Switching from the drawdown period to the repayment period can also be a shock to the borrowers’ wallet, as they have to pay both interest and principal.

“You have to take the whole picture into account: current amount of debt and associated interest rates, how much you want to borrow, HELOC rate offers versus withdrawal rates, additional debt repayment schedule, etc. . “said Andy Walden, vice president of market research at Black Knight.” To make the best decision, owners need to look at the numbers back and forth and see what makes the most sense for their particular case.

Sometimes it makes sense for borrowers to refinance their primary mortgage with cash, even if the rate they are getting is higher than the rate they currently have.

“If homeowners are looking for a set structure to pay off their debt, like credit cards, it often makes financial sense to take a slightly higher interest rate through cash refinancing to consolidate and eliminate interest immediately. that are often four to five times as much, ”said Matthew Weaver, vice president of CrossCountry Mortgage.
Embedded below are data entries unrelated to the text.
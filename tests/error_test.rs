//! エラーケーステスト
//!
//! 各種エラー条件でのエラーハンドリングを検証

use fleet_checkin::api::{describe_malformed, ResponseContext};
use fleet_checkin::error::{FleetError, QrRejection};
use fleet_checkin::scanner;
use std::path::{Path, PathBuf};
use tempfile::tempdir;

/// 存在しないフォルダをスキャンした場合
#[test]
fn test_scan_nonexistent_folder() {
    let result = scanner::scan_folder(Path::new("/nonexistent/path/12345"));
    assert!(matches!(result, Err(FleetError::FolderNotFound(_))));
}

/// 画像のないフォルダをスキャンした場合
#[test]
fn test_scan_folder_no_images() {
    let dir = tempdir().expect("Failed to create temp dir");
    std::fs::write(dir.path().join("test.txt"), "hello").unwrap();
    std::fs::write(dir.path().join("data.json"), "{}").unwrap();

    let result = scanner::scan_folder(dir.path()).unwrap();
    assert!(result.is_empty());
}

/// 存在しない入力ファイル
#[test]
fn test_expand_missing_input() {
    let result = scanner::expand_inputs(&[PathBuf::from("/nonexistent/foto.jpg")]);
    assert!(matches!(result, Err(FleetError::FileNotFound(_))));
}

/// FleetErrorのDisplay実装確認
#[test]
fn test_error_display() {
    let errors = vec![
        FleetError::Config("teste".to_string()),
        FleetError::FileNotFound("foto.jpg".to_string()),
        FleetError::FolderNotFound("/fotos".to_string()),
        FleetError::KmCheckFailed("Erro 500".to_string()),
        FleetError::SessionExpired,
        FleetError::InvalidLink("sem idFrota".to_string()),
        FleetError::SubmitInFlight,
        FleetError::FileTooLarge {
            name: "grande.jpg".to_string(),
            size_mb: 25.4,
            max_mb: 20,
        },
    ];

    for err in errors {
        let display = format!("{}", err);
        assert!(!display.is_empty(), "Display should not be empty for {:?}", err);
        assert!(!err.toast_title().is_empty());
    }
}

#[test]
fn test_file_too_large_message() {
    let err = FleetError::FileTooLarge {
        name: "grande.jpg".to_string(),
        size_mb: 25.44,
        max_mb: 20,
    };
    assert_eq!(err.to_string(), "Arquivo muito grande: grande.jpg (25.4 MB, máximo 20 MB)");
    assert_eq!(err.toast_title(), "Arquivo muito grande");
}

#[test]
fn test_qr_rejection_titles() {
    let wrong = FleetError::QrRejected {
        kind: QrRejection::WrongCompany,
        message: "Favor realizar login na empresa correta".into(),
    };
    assert_eq!(wrong.toast_title(), "Empresa incorreta");
    assert_eq!(wrong.user_message(), "Favor realizar login na empresa correta");
    assert!(!wrong.is_retryable());
}

/// HTMLのエラーページからメッセージを取り出す
#[test]
fn test_malformed_response_message() {
    let body = "<html><p class=\"error\">Campo obrigatório ausente</p></html>";
    let message = describe_malformed(body, ResponseContext::Submit);
    assert!(message.contains("Campo obrigatório ausente"), "{}", message);

    let message = describe_malformed("not json", ResponseContext::Lookup);
    assert!(!message.is_empty());
}
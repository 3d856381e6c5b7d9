//! 下書き保存テスト
//!
//! ファイル保存の読み書き・破損時の扱い・キーの分離を検証

use fleet_checkin::controller::FormController;
use fleet_checkin::draft::{load_draft, save_draft, DraftStore, FileDraftStore};
use fleet_checkin_common::{draft_key, EncodedImage, FormDraft, OperationType, SessionIds};
use tempfile::tempdir;

fn ids(id: &str) -> SessionIds {
    SessionIds {
        id_frota: id.into(),
        id_frota_historico: Some("900".into()),
    }
}

/// 保存した下書きをそのまま読み戻せる
#[test]
fn test_file_store_save_and_load() {
    let dir = tempdir().expect("Failed to create temp dir");
    let mut store = FileDraftStore::new(dir.path().join("drafts"));

    let mut draft = FormDraft::for_driver("João");
    draft.set_km("45.230");
    draft.fotos.push(EncodedImage::jpeg(vec![1, 2, 3, 4]));
    let key = draft_key(OperationType::CheckOut, "15");

    save_draft(&mut store, &key, &draft).expect("下書き保存失敗");
    assert!(store.path_for(&key).exists());

    let reopened = FileDraftStore::new(dir.path().join("drafts"));
    assert_eq!(load_draft(&reopened, &key), Some(draft));
}

/// 壊れたファイルは新規扱い
#[test]
fn test_corrupt_file_starts_fresh() {
    let dir = tempdir().expect("Failed to create temp dir");
    let mut store = FileDraftStore::new(dir.path());
    let key = draft_key(OperationType::CheckIn, "15");
    store.set(&key, "{\"km\": ").unwrap();

    let form = FormController::mount(OperationType::CheckIn, ids("15"), "Ana", "", store);
    assert!(form.draft().km.is_empty());
    assert_eq!(form.draft().condutor, "Ana");
}

/// 操作種別・車両ごとに別のキー
#[test]
fn test_keys_are_isolated() {
    let dir = tempdir().expect("Failed to create temp dir");
    let store = FileDraftStore::new(dir.path());

    let mut checkin = FormController::mount(OperationType::CheckIn, ids("15"), "Ana", "", store.clone());
    checkin.set_km("100").unwrap();

    let checkout = FormController::mount(OperationType::CheckOut, ids("15"), "Ana", "", store.clone());
    assert!(checkout.draft().km.is_empty());

    let other = FormController::mount(OperationType::CheckIn, ids("16"), "Ana", "", store.clone());
    assert!(other.draft().km.is_empty());

    let restored = FormController::mount(OperationType::CheckIn, ids("15"), "Ana", "", store);
    assert_eq!(restored.draft().km, "100");
}

/// 破棄すると保存ファイルも消える
#[test]
fn test_discard_removes_file() {
    let dir = tempdir().expect("Failed to create temp dir");
    let store = FileDraftStore::new(dir.path());
    let mut form = FormController::mount(OperationType::CheckIn, ids("15"), "Ana", "", store);
    form.set_km("250").unwrap();
    let path = form.store().path_for(form.draft_key());
    assert!(path.exists());

    form.discard().unwrap();
    assert!(!path.exists());
    assert!(form.draft().is_pristine());
}

/// 下書きJSONのフィールド名は camelCase
#[test]
fn test_draft_json_field_names() {
    let mut draft = FormDraft::for_driver("Ana");
    draft.teve_abastecimento = true;
    let json = serde_json::to_value(&draft).unwrap();
    assert_eq!(json["teveAbastecimento"], serde_json::json!(true));
    assert!(json.get("desenhoAvariaHistory").is_some());
}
Withdrawing money from the house to invest in something else with a higher yield might also strengthen the case for a slightly higher interest rate. Borrowers should look at the potential risks and returns of this investment, whether it’s stocks, cryptocurrency, or even an investment house, and weigh it against the added cost of debt.

“I would recommend a line of credit when the financial need is short-term and there is a defined plan to pay it off over the next 24-36 months,” Weaver added. “The advantage of a line of credit is that it is flexible with a low initial cost, but the downside is that most have a variable interest rate which will change and likely increase over time.”

Since the financial crisis of 2007-2008, borrowers have been extremely careful when withdrawing money from their homes. Home prices have fallen so much that a large number of borrowers have taken the plunge on their home loans, due to more than property values.

This is unlikely to happen today as mortgage underwriting is much stricter and borrowers have a lot of home equity.

Home prices are also expected to rise next year, but the gain is expected to be smaller than they were this year as more homes hit the market and interest rates rise. Borrowers should be able to safely withdraw money from their homes now, but the more equity cushion they leave in the home, the less risk they take.